=== Task description ===
Lines containing the word "AnalysisJob" in the data below: say how many, with no other text.

═════ Records for this task

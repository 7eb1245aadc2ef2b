//! End-to-end analysis scenarios.

use std::io::Write;

use tokio_util::sync::CancellationToken;
use zonecount_engine::{
    consolidate_visits, run_analysis, EngineConfig, JsonlDetectionSource, MembershipMode,
    NoopProgress, SourceInfo, VecDetectionSource,
};
use zonecount_models::{
    AnalysisRequest, CrossingDirection, Detection, Line, Point, TimelineBucket, TrackingReport,
    Zone, ZoneKind,
};

const WIDTH: f64 = 400.0;
const HEIGHT: f64 = 400.0;

/// Left half of the frame.
fn left_half(name: &str, kind: ZoneKind) -> Zone {
    Zone::new(
        name,
        kind,
        vec![
            Point::new(0.0, 0.0),
            Point::new(0.5, 0.0),
            Point::new(0.5, 1.0),
            Point::new(0.0, 1.0),
        ],
    )
}

/// Horizontal line across the middle of the frame (y = 200 px).
fn middle_line(name: &str) -> Line {
    Line::new(name, Point::new(0.0, 0.5), Point::new(1.0, 0.5))
}

fn person(track: u64, x: f64, y: f64) -> Detection {
    Detection::centered(track, Point::new(x, y), 30.0, 80.0)
}

/// Build frames 1..=total where `f(frame)` yields that frame's detections.
fn frames(total: u64, f: impl Fn(u64) -> Vec<Detection>) -> Vec<Vec<Detection>> {
    (1..=total).map(f).collect()
}

fn run(request: &AnalysisRequest, frames: Vec<Vec<Detection>>) -> TrackingReport {
    run_with(request, frames, EngineConfig::default())
}

fn run_with(
    request: &AnalysisRequest,
    frames: Vec<Vec<Detection>>,
    config: EngineConfig,
) -> TrackingReport {
    let info = SourceInfo::new(WIDTH, HEIGHT, 30.0, frames.len() as u64);
    let mut source = VecDetectionSource::new(info, frames);
    run_analysis(
        request,
        &mut source,
        &config,
        &NoopProgress,
        &CancellationToken::new(),
    )
    .unwrap()
}

#[test]
fn test_visit_from_frame_30_to_90() {
    let request = AnalysisRequest::new(vec![left_half("counter", ZoneKind::Customer)], vec![]);
    let report = run(
        &request,
        frames(120, |f| match f {
            30..=89 => vec![person(1, 100.0, 100.0)],
            90..=120 => vec![person(1, 300.0, 100.0)],
            _ => vec![],
        }),
    );

    let visit = &report.persons[0].zone_visits[0];
    assert_eq!(visit.entry_frame, 30);
    assert_eq!(visit.exit_frame, Some(90));
    assert_eq!(visit.entry_time, "00:01");
    assert_eq!(visit.exit_time.as_deref(), Some("00:03"));
    assert_eq!(visit.duration.as_deref(), Some("00:02"));
}

#[test]
fn test_detector_loses_person_inside_zone() {
    let request = AnalysisRequest::new(vec![left_half("queue", ZoneKind::Customer)], vec![]);
    let report = run(
        &request,
        frames(60, |f| match f {
            10..=12 => vec![person(5, 100.0, 100.0)],
            _ => vec![],
        }),
    );

    let summary = &report.persons[0];
    assert_eq!(summary.last_seen, "00:00");
    let visit = &summary.zone_visits[0];
    assert_eq!(visit.entry_frame, 10);
    assert_eq!(visit.exit_frame, Some(12));
    assert_eq!(visit.duration.as_deref(), Some("00:00"));
}

#[test]
fn test_person_dropping_out_exits_while_others_are_seen() {
    let request = AnalysisRequest::new(vec![left_half("queue", ZoneKind::Customer)], vec![]);
    let report = run(
        &request,
        frames(120, |f| match f {
            1..=10 => vec![person(1, 100.0, 100.0), person(2, 300.0, 100.0)],
            11..=100 => vec![person(2, 300.0, 100.0)],
            _ => vec![person(1, 300.0, 100.0), person(2, 300.0, 100.0)],
        }),
    );

    assert_eq!(report.persons.len(), 1);
    let visit = &report.persons[0].zone_visits[0];
    assert_eq!(visit.entry_frame, 1);
    assert_eq!(visit.exit_frame, Some(11));
    assert_eq!(visit.duration.as_deref(), Some("00:00"));

    // Nobody is inside during seconds 1..3
    for bucket in &report.zones["queue"].timeline[1..3] {
        match bucket {
            TimelineBucket::Customer { count, .. } => assert_eq!(*count, 0.0),
            other => panic!("unexpected bucket {:?}", other),
        }
    }
}

#[test]
fn test_line_crossing_counted_once() {
    let request = AnalysisRequest::new(vec![], vec![middle_line("door")]);
    let report = run(
        &request,
        frames(4, |f| match f {
            // 20 px below the line, then 10 px above, then back, then above again
            1 => vec![person(1, 300.0, 220.0)],
            2 => vec![person(1, 300.0, 190.0)],
            3 => vec![person(1, 300.0, 220.0)],
            _ => vec![person(1, 300.0, 190.0)],
        }),
    );

    let door = &report.summary.line_stats["door"];
    assert_eq!(door.in_count, 1);
    assert_eq!(door.out_count, 0);
    assert_eq!(door.timeline.len(), 1);
    assert_eq!(door.timeline[0].in_count, 1);

    // Crossing only, no zone visits: counted as seen but not listed
    assert_eq!(report.summary.total_persons_seen, 1);
    assert!(report.persons.is_empty());
}

#[test]
fn test_crossing_recorded_on_person_with_visit() {
    let request = AnalysisRequest::new(
        vec![left_half("lobby", ZoneKind::Customer)],
        vec![middle_line("door")],
    );
    let report = run(
        &request,
        frames(3, |f| match f {
            1 => vec![person(9, 100.0, 180.0)],
            _ => vec![person(9, 100.0, 210.0)],
        }),
    );

    let crossings = &report.persons[0].line_crossings;
    assert_eq!(crossings.len(), 1);
    assert_eq!(crossings[0].direction, CrossingDirection::Out);
    assert_eq!(crossings[0].frame, 2);
    assert_eq!(report.summary.line_stats["door"].out_count, 1);
}

#[test]
fn test_staff_timeline_buckets() {
    let request = AnalysisRequest::new(vec![left_half("till", ZoneKind::Staff)], vec![]);
    // 10 s at 30 fps; occupied only during 5..10 s
    let report = run(
        &request,
        frames(300, |f| match f {
            150..=200 => vec![person(1, 100.0, 100.0)],
            _ => vec![],
        }),
    );

    let timeline = &report.zones["till"].timeline;
    let flags: Vec<(u64, u8)> = timeline
        .iter()
        .map(|b| match b {
            TimelineBucket::Staff {
                time_seconds,
                active,
                ..
            } => (*time_seconds, *active),
            other => panic!("unexpected bucket {:?}", other),
        })
        .collect();
    assert_eq!(flags, vec![(0, 0), (5, 1), (10, 0)]);
}

#[test]
fn test_customer_timeline_is_gapless_from_zero() {
    let request = AnalysisRequest::new(vec![left_half("queue", ZoneKind::Customer)], vec![]);
    let report = run(
        &request,
        frames(150, |f| {
            if (60..90).contains(&f) {
                vec![person(1, 50.0, 50.0), person(2, 150.0, 50.0)]
            } else {
                vec![]
            }
        }),
    );

    let timeline = &report.zones["queue"].timeline;
    let starts: Vec<u64> = timeline.iter().map(TimelineBucket::start_seconds).collect();
    assert_eq!(starts, vec![0, 1, 2, 3, 4, 5]);
    match &timeline[2] {
        TimelineBucket::Customer { count, .. } => assert_eq!(*count, 2.0),
        other => panic!("unexpected bucket {:?}", other),
    }
}

#[test]
fn test_repeat_visits_consolidate() {
    let request = AnalysisRequest::new(vec![left_half("counter", ZoneKind::Customer)], vec![]);
    let report = run(
        &request,
        frames(200, |f| match f {
            1..=30 | 100..=150 => vec![person(1, 100.0, 100.0)],
            _ => vec![person(1, 300.0, 100.0)],
        }),
    );

    let visits = &report.persons[0].zone_visits;
    assert_eq!(visits.len(), 1);
    assert_eq!(visits[0].entry_frame, 1);
    assert_eq!(visits[0].exit_frame, Some(151));
    assert_eq!(report.persons[0].total_zone_visits, 1);

    // Consolidating the report output again changes nothing
    assert_eq!(&consolidate_visits(visits, 30.0), visits);
}

#[test]
fn test_finalized_visits_are_well_formed() {
    let request = AnalysisRequest::new(
        vec![
            left_half("west", ZoneKind::Customer),
            Zone::new(
                "east",
                ZoneKind::Staff,
                vec![
                    Point::new(0.5, 0.0),
                    Point::new(1.0, 0.0),
                    Point::new(1.0, 1.0),
                    Point::new(0.5, 1.0),
                ],
            ),
        ],
        vec![],
    );
    // Two people walking across the frame at different speeds
    let report = run(
        &request,
        frames(240, |f| {
            vec![
                person(1, (f as f64 * 1.5) % WIDTH, 100.0),
                person(2, WIDTH - (f as f64 * 2.5) % WIDTH, 300.0),
            ]
        }),
    );

    assert_eq!(report.summary.total_persons_seen, 2);
    for summary in &report.persons {
        let mut zones: Vec<&str> = summary.zone_visits.iter().map(|v| v.zone.as_str()).collect();
        zones.dedup();
        assert_eq!(zones.len(), summary.zone_visits.len());
        for visit in &summary.zone_visits {
            let exit = visit.exit_frame.unwrap();
            assert!(visit.entry_frame <= exit);
            let expected = zonecount_models::format_duration((exit - visit.entry_frame) as f64 / 30.0);
            assert_eq!(visit.duration.as_deref(), Some(expected.as_str()));
        }
    }
}

#[test]
fn test_box_overlap_membership() {
    let request = AnalysisRequest::new(vec![left_half("counter", ZoneKind::Customer)], vec![]);
    // Centroid 5 px right of the zone edge; a third of the 30 px box overlaps
    let frames = frames(10, |_| vec![person(1, 205.0, 100.0)]);

    let centroid = run(&request, frames.clone());
    assert!(centroid.persons.is_empty());

    let config = EngineConfig {
        membership: MembershipMode::BoxOverlap { min_fraction: 0.2 },
        ..Default::default()
    };
    let overlap = run_with(&request, frames, config);
    assert_eq!(overlap.persons.len(), 1);
    assert_eq!(overlap.summary.zone_stats["counter"], 1);
}

#[test]
fn test_zone_stats_reflect_last_frame() {
    let request = AnalysisRequest::new(vec![left_half("queue", ZoneKind::Customer)], vec![]);
    let report = run(
        &request,
        frames(20, |f| {
            if f < 20 {
                vec![person(1, 50.0, 50.0), person(2, 60.0, 300.0)]
            } else {
                vec![person(1, 50.0, 50.0)]
            }
        }),
    );
    assert_eq!(report.summary.zone_stats["queue"], 1);
    assert_eq!(report.summary.total_persons_detected, 2);
}

#[test]
fn test_jsonl_log_end_to_end() {
    let mut log = tempfile::NamedTempFile::new().unwrap();
    writeln!(log, r#"{{"width": 400, "height": 400, "fps": 0, "total_frames": 3}}"#).unwrap();
    for frame in 1..=3 {
        writeln!(
            log,
            r#"{{"frame": {}, "detections": [{{"track_id": 77, "bbox": {{"x1": 80, "y1": 80, "x2": 120, "y2": 120}}}}]}}"#,
            frame
        )
        .unwrap();
    }
    log.flush().unwrap();

    let request = AnalysisRequest::new(vec![left_half("queue", ZoneKind::Customer)], vec![]);
    let mut source = JsonlDetectionSource::open(log.path()).unwrap();
    let report = run_analysis(
        &request,
        &mut source,
        &EngineConfig::default(),
        &NoopProgress,
        &CancellationToken::new(),
    )
    .unwrap();

    assert_eq!(report.video_info.fps, 30.0);
    assert_eq!(report.video_info.total_frames, 3);
    assert_eq!(report.persons[0].id, 1);
    assert_eq!(report.persons[0].zone_visits[0].exit_frame, Some(3));
}
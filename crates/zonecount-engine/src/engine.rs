//! The per-video analytics aggregate.
//!
//! An [`OccupancyEngine`] owns every piece of mutable state for one video:
//! zone memberships, timelines, line detectors and person records. Frames
//! must be applied strictly in order; nothing here is shared between videos.

use std::collections::{HashMap, HashSet};

use indexmap::IndexMap;
use tracing::{debug, info};
use zonecount_models::{
    format_timestamp, frame_to_seconds, AnalysisRequest, ConfigError, CrossingDirection,
    Detection, TrackId, TrackingReport,
};

use crate::config::EngineConfig;
use crate::error::EngineResult;
use crate::line_crossing::{LineCrossingDetector, PersonId};
use crate::membership::ZoneMembership;
use crate::person::PersonState;
use crate::report::{ReportAssembler, ZoneOutcome};
use crate::source::SourceInfo;
use crate::timeline::TimelineAggregator;

/// A zone transition applied during one frame.
#[derive(Debug, Clone, PartialEq, Eq)]
pub struct ZoneTransition {
    pub person: PersonId,
    pub zone: String,
    pub entered: bool,
}

/// A counted line crossing applied during one frame.
#[derive(Debug, Clone, PartialEq, Eq)]
pub struct CrossingEvent {
    pub person: PersonId,
    pub line: String,
    pub direction: CrossingDirection,
}

/// Everything that changed in one frame.
#[derive(Debug, Clone, Default, PartialEq, Eq)]
pub struct FrameOutcome {
    pub frame: u64,
    pub new_persons: Vec<PersonId>,
    pub transitions: Vec<ZoneTransition>,
    pub crossings: Vec<CrossingEvent>,
}

/// Zone and line occupancy state for one video.
#[derive(Debug)]
pub struct OccupancyEngine {
    config: EngineConfig,
    info: SourceInfo,
    fps: f64,
    zones: Vec<ZoneMembership>,
    timelines: Vec<TimelineAggregator>,
    /// Occupants per zone in the last processed frame
    occupants: Vec<usize>,
    lines: Vec<LineCrossingDetector>,
    /// Indexed by `person_id - 1`
    persons: Vec<PersonState>,
    track_to_person: HashMap<TrackId, PersonId>,
    frames_processed: u64,
    last_frame: u64,
}

impl OccupancyEngine {
    /// Validate the request and scale it to the source resolution.
    pub fn new(
        request: &AnalysisRequest,
        info: SourceInfo,
        config: EngineConfig,
    ) -> EngineResult<Self> {
        request.validate()?;

        let fps = config.effective_fps(info.fps);
        if !fps.is_finite() || fps <= 0.0 {
            return Err(ConfigError::InvalidFps(fps).into());
        }
        if info.fps != fps {
            debug!(reported = info.fps, using = fps, "Source frame rate unusable, using fallback");
        }

        let zones: Vec<ZoneMembership> = request
            .zones
            .iter()
            .map(|z| ZoneMembership::new(z, info.width, info.height))
            .collect();
        let timelines = request
            .zones
            .iter()
            .map(|z| TimelineAggregator::new(z.kind, fps))
            .collect();
        let threshold = config.crossing_threshold();
        let lines = request
            .lines
            .iter()
            .map(|l| LineCrossingDetector::for_line(l, info.width, info.height, threshold))
            .collect();

        info!(
            zones = request.zones.len(),
            lines = request.lines.len(),
            width = info.width,
            height = info.height,
            fps,
            membership = ?config.membership,
            "Occupancy engine ready"
        );

        Ok(Self {
            occupants: vec![0; zones.len()],
            zones,
            timelines,
            lines,
            config,
            info,
            fps,
            persons: Vec::new(),
            track_to_person: HashMap::new(),
            frames_processed: 0,
            last_frame: 0,
        })
    }

    /// Frame rate used for every timestamp.
    pub fn fps(&self) -> f64 {
        self.fps
    }

    pub fn frames_processed(&self) -> u64 {
        self.frames_processed
    }

    pub fn persons(&self) -> &[PersonState] {
        &self.persons
    }

    /// Person assigned to a tracker id, if it has been seen.
    pub fn person_for_track(&self, track: TrackId) -> Option<&PersonState> {
        self.track_to_person
            .get(&track)
            .and_then(|&id| self.persons.get(id as usize - 1))
    }

    /// Current occupant count of a zone.
    pub fn zone_occupants(&self, zone: &str) -> Option<usize> {
        self.zones
            .iter()
            .position(|z| z.name() == zone)
            .map(|i| self.occupants[i])
    }

    /// Apply one frame of detections.
    ///
    /// A track id appearing twice in the same frame keeps only its first box.
    pub fn process_frame(&mut self, frame: u64, detections: &[Detection]) -> FrameOutcome {
        let mut outcome = FrameOutcome {
            frame,
            ..Default::default()
        };

        let mut seen_tracks = HashSet::with_capacity(detections.len());
        let mut observed: Vec<(PersonId, &Detection)> = Vec::with_capacity(detections.len());
        for detection in detections {
            if !seen_tracks.insert(detection.track_id) {
                continue;
            }
            let (person, is_new) = self.person_id(detection.track_id, frame);
            if is_new {
                outcome.new_persons.push(person);
            }
            self.persons[person as usize - 1].observe_frame(frame);
            observed.push((person, detection));
        }

        for (i, zone) in self.zones.iter_mut().enumerate() {
            let diff = zone.evaluate(&observed, self.config.membership);
            for &person in &diff.entered {
                self.persons[person as usize - 1].enter_zone(zone.name(), frame);
                outcome.transitions.push(ZoneTransition {
                    person,
                    zone: zone.name().to_string(),
                    entered: true,
                });
            }
            for &person in &diff.exited {
                self.persons[person as usize - 1].exit_zone(zone.name(), frame);
                outcome.transitions.push(ZoneTransition {
                    person,
                    zone: zone.name().to_string(),
                    entered: false,
                });
            }
            self.timelines[i].record(frame, diff.occupants);
            self.occupants[i] = diff.occupants;
        }

        for line in &mut self.lines {
            for &(person, detection) in &observed {
                let Some(direction) = line.observe(person, detection.centroid()) else {
                    continue;
                };
                self.persons[person as usize - 1].record_crossing(line.name(), direction, frame);
                line.record_timeline_point(
                    format_timestamp(frame, self.fps),
                    frame_to_seconds(frame, self.fps),
                );
                debug!(line = line.name(), person, %direction, frame, "Line crossing");
                outcome.crossings.push(CrossingEvent {
                    person,
                    line: line.name().to_string(),
                    direction,
                });
            }
        }

        self.frames_processed += 1;
        self.last_frame = self.last_frame.max(frame);
        outcome
    }

    fn person_id(&mut self, track: TrackId, frame: u64) -> (PersonId, bool) {
        if let Some(&id) = self.track_to_person.get(&track) {
            return (id, false);
        }
        let id = self.persons.len() as PersonId + 1;
        self.persons.push(PersonState::new(id, track, frame, self.fps));
        self.track_to_person.insert(track, id);
        debug!(person = id, track, frame, "New person");
        (id, true)
    }

    /// Finalize every person and build the report.
    ///
    /// The reported frame count is the source's declared count, or the number
    /// of frames actually processed when the source did not declare one.
    pub fn finish(mut self) -> TrackingReport {
        for person in &mut self.persons {
            person.finalize();
        }

        let total_frames = if self.info.total_frames > 0 {
            self.info.total_frames
        } else {
            self.last_frame
        };

        let zones = self
            .zones
            .iter()
            .zip(self.timelines)
            .zip(self.occupants.iter())
            .map(|((zone, timeline), &occupants)| ZoneOutcome {
                name: zone.name().to_string(),
                kind: zone.kind(),
                timeline: timeline.finish(),
                occupants,
            })
            .collect();

        let lines: IndexMap<_, _> = self
            .lines
            .iter()
            .map(|l| (l.name().to_string(), l.stats()))
            .collect();

        info!(
            frames = self.frames_processed,
            persons = self.persons.len(),
            "Analysis finished"
        );

        ReportAssembler::new(self.fps, total_frames).assemble(zones, lines, &self.persons)
    }
}
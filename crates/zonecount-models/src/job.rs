//! Job identifiers and progress records.
//!
//! A `JobProgress` is the snapshot a poller sees for one analysis job. The
//! processing pass writes it through a progress sink; pollers only read.

use std::fmt;
use std::path::PathBuf;

use chrono::{DateTime, Utc};
use serde::{Deserialize, Serialize};
use uuid::Uuid;

/// Unique identifier for an analysis job.
#[derive(Debug, Clone, PartialEq, Eq, Hash, Serialize, Deserialize)]
#[serde(transparent)]
pub struct JobId(pub String);

impl JobId {
    /// Generate a new random job ID.
    pub fn new() -> Self {
        Self(Uuid::new_v4().to_string())
    }

    /// Create from an existing string.
    pub fn from_string(s: impl Into<String>) -> Self {
        Self(s.into())
    }

    /// Get the inner string.
    pub fn as_str(&self) -> &str {
        &self.0
    }
}

impl Default for JobId {
    fn default() -> Self {
        Self::new()
    }
}

impl fmt::Display for JobId {
    fn fmt(&self, f: &mut fmt::Formatter<'_>) -> fmt::Result {
        write!(f, "{}", self.0)
    }
}

/// Processing stage reported to pollers.
#[derive(Debug, Clone, Copy, PartialEq, Eq, Hash, Serialize, Deserialize, Default)]
#[serde(rename_all = "snake_case")]
pub enum ProgressStage {
    /// Registered, waiting for a worker slot
    #[default]
    Queued,
    /// Worker slot acquired
    Starting,
    /// Opening the detection source
    Loading,
    /// Frame loop running
    Processing,
    /// Writing the report files
    Exporting,
    /// Finished successfully
    Complete,
    /// Finished with an error
    Error,
    /// Stopped by request
    Cancelled,
}

impl ProgressStage {
    pub fn as_str(&self) -> &'static str {
        match self {
            ProgressStage::Queued => "queued",
            ProgressStage::Starting => "starting",
            ProgressStage::Loading => "loading",
            ProgressStage::Processing => "processing",
            ProgressStage::Exporting => "exporting",
            ProgressStage::Complete => "complete",
            ProgressStage::Error => "error",
            ProgressStage::Cancelled => "cancelled",
        }
    }

    /// Check if this is a terminal state (no more updates expected).
    pub fn is_terminal(&self) -> bool {
        matches!(
            self,
            ProgressStage::Complete | ProgressStage::Error | ProgressStage::Cancelled
        )
    }
}

impl fmt::Display for ProgressStage {
    fn fmt(&self, f: &mut fmt::Formatter<'_>) -> fmt::Result {
        write!(f, "{}", self.as_str())
    }
}

/// One progress report: `{stage, percent, message}`.
#[derive(Debug, Clone, PartialEq, Serialize, Deserialize)]
pub struct ProgressUpdate {
    pub stage: ProgressStage,
    /// Progress percentage (0-100)
    pub percent: u8,
    pub message: String,
}

impl ProgressUpdate {
    pub fn new(stage: ProgressStage, percent: u8, message: impl Into<String>) -> Self {
        Self {
            stage,
            percent: percent.min(100),
            message: message.into(),
        }
    }
}

/// Files written for a completed job.
#[derive(Debug, Clone, PartialEq, Serialize, Deserialize)]
pub struct JobOutputs {
    pub json: PathBuf,
    pub csv: PathBuf,
    pub total_persons: usize,
    pub total_frames: u64,
}

/// Polled status of one job.
#[derive(Debug, Clone, Serialize, Deserialize)]
pub struct JobProgress {
    pub job_id: JobId,
    pub stage: ProgressStage,
    /// Progress percentage (0-100)
    pub percent: u8,
    pub message: String,
    /// Set once the job completes
    pub outputs: Option<JobOutputs>,
    pub started_at: DateTime<Utc>,
    pub updated_at: DateTime<Utc>,
    /// Sequence number for event ordering (monotonically increasing)
    pub event_seq: u64,
}

impl JobProgress {
    /// Create a queued entry.
    pub fn new(job_id: JobId) -> Self {
        let now = Utc::now();
        Self {
            job_id,
            stage: ProgressStage::Queued,
            percent: 0,
            message: "Waiting for a worker slot".to_string(),
            outputs: None,
            started_at: now,
            updated_at: now,
            event_seq: 0,
        }
    }

    pub fn is_terminal(&self) -> bool {
        self.stage.is_terminal()
    }

    /// Apply a progress report. Ignored once the job is terminal.
    pub fn apply(&mut self, update: ProgressUpdate) {
        if self.is_terminal() {
            return;
        }
        self.stage = update.stage;
        self.percent = update.percent.min(100);
        self.message = update.message;
        self.touch();
    }

    /// Mark job as completed.
    pub fn complete(&mut self, outputs: JobOutputs) {
        if self.is_terminal() {
            return;
        }
        self.stage = ProgressStage::Complete;
        self.percent = 100;
        self.message = "Processing complete!".to_string();
        self.outputs = Some(outputs);
        self.touch();
    }

    /// Mark job as failed with an error message.
    pub fn fail(&mut self, error: impl Into<String>) {
        if self.is_terminal() {
            return;
        }
        self.stage = ProgressStage::Error;
        self.percent = 0;
        self.message = error.into();
        self.touch();
    }

    /// Mark job as cancelled.
    pub fn cancel(&mut self) {
        if self.is_terminal() {
            return;
        }
        self.stage = ProgressStage::Cancelled;
        self.message = "Processing cancelled".to_string();
        self.touch();
    }

    fn touch(&mut self) {
        self.updated_at = Utc::now();
        self.event_seq += 1;
    }
}
//! Zone occupancy analysis worker binary.

use std::path::PathBuf;
use std::time::Duration;

use anyhow::{bail, Context};
use clap::Parser;
use tracing::{error, info};
use tracing_subscriber::{fmt, prelude::*, EnvFilter};

use zonecount_engine::{MembershipMode, DEFAULT_OVERLAP_THRESHOLD};
use zonecount_models::AnalysisRequest;
use zonecount_worker::config::parse_membership;
use zonecount_worker::{AnalysisJob, JobExecutor, WorkerConfig};

/// Analyze pre-computed person detections against zones and counting lines.
#[derive(Parser, Debug)]
#[command(name = "zonecount-worker", version)]
struct Cli {
    /// JSON file with `zones` and `lines`
    #[arg(long, short)]
    request: PathBuf,

    /// Detection logs (JSON lines), one job per file
    #[arg(required = true)]
    detections: Vec<PathBuf>,

    /// Output directory for reports
    #[arg(long)]
    data_dir: Option<PathBuf>,

    /// Maximum concurrent jobs
    #[arg(long)]
    max_jobs: Option<usize>,

    /// Zone membership test: `centroid` or `box_overlap`
    #[arg(long)]
    membership: Option<String>,

    /// Seconds between progress log lines
    #[arg(long, default_value_t = 2)]
    poll_secs: u64,
}

fn init_tracing() -> anyhow::Result<()> {
    let use_json = std::env::var("LOG_FORMAT")
        .map(|v| v.to_lowercase() == "json")
        .unwrap_or(false);

    let env_filter = EnvFilter::from_default_env().add_directive("zonecount=info".parse()?);

    if use_json {
        tracing_subscriber::registry()
            .with(fmt::layer().json())
            .with(env_filter)
            .init();
    } else {
        tracing_subscriber::registry()
            .with(
                fmt::layer()
                    .with_ansi(true)
                    .with_target(true)
                    .with_thread_ids(false)
                    .with_file(false)
                    .with_line_number(false),
            )
            .with(env_filter)
            .init();
    }
    Ok(())
}

#[tokio::main]
async fn main() -> anyhow::Result<()> {
    dotenvy::dotenv().ok();
    let cli = Cli::parse();
    init_tracing()?;

    info!("Starting zonecount-worker");

    let mut config = WorkerConfig::from_env();
    if let Some(dir) = cli.data_dir {
        config.data_dir = dir;
    }
    if let Some(n) = cli.max_jobs {
        config.max_concurrent_jobs = n.max(1);
    }
    if let Some(mode) = cli.membership.as_deref() {
        let threshold = match config.membership {
            MembershipMode::BoxOverlap { min_fraction } => min_fraction,
            MembershipMode::Centroid => DEFAULT_OVERLAP_THRESHOLD,
        };
        config.membership = parse_membership(mode, threshold)
            .with_context(|| format!("unknown membership mode '{}'", mode))?;
    }
    info!("Worker config: {:?}", config);

    let raw = std::fs::read_to_string(&cli.request)
        .with_context(|| format!("reading {}", cli.request.display()))?;
    let request: AnalysisRequest =
        serde_json::from_str(&raw).with_context(|| format!("parsing {}", cli.request.display()))?;
    request.validate().context("invalid zone or line configuration")?;

    let executor = JobExecutor::new(config);
    let handles: Vec<_> = cli
        .detections
        .into_iter()
        .map(|path| executor.submit(AnalysisJob::from_log(request.clone(), path)))
        .collect();

    let signal_executor = executor.clone();
    let shutdown_handle = tokio::spawn(async move {
        if tokio::signal::ctrl_c().await.is_ok() {
            info!("Received shutdown signal");
            signal_executor.shutdown();
        }
    });

    let registry = executor.registry().clone();
    let poll = Duration::from_secs(cli.poll_secs.max(1));
    let reporter = tokio::spawn(async move {
        let mut interval = tokio::time::interval(poll);
        loop {
            interval.tick().await;
            for job in registry.list().iter().filter(|j| !j.is_terminal()) {
                info!(
                    job_id = %job.job_id,
                    stage = %job.stage,
                    percent = job.percent,
                    "{}", job.message
                );
            }
        }
    });

    let mut failed = 0;
    for handle in handles {
        match handle.await {
            Ok(Ok(outputs)) => info!(
                json = %outputs.json.display(),
                csv = %outputs.csv.display(),
                "Report written"
            ),
            Ok(Err(e)) => {
                error!("Job failed: {}", e);
                failed += 1;
            }
            Err(e) => {
                error!("Job task aborted: {}", e);
                failed += 1;
            }
        }
    }

    reporter.abort();
    shutdown_handle.abort();

    if failed > 0 {
        bail!("{} job(s) did not complete", failed);
    }
    info!("Worker shutdown complete");
    Ok(())
}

══════════

=== Result ===
2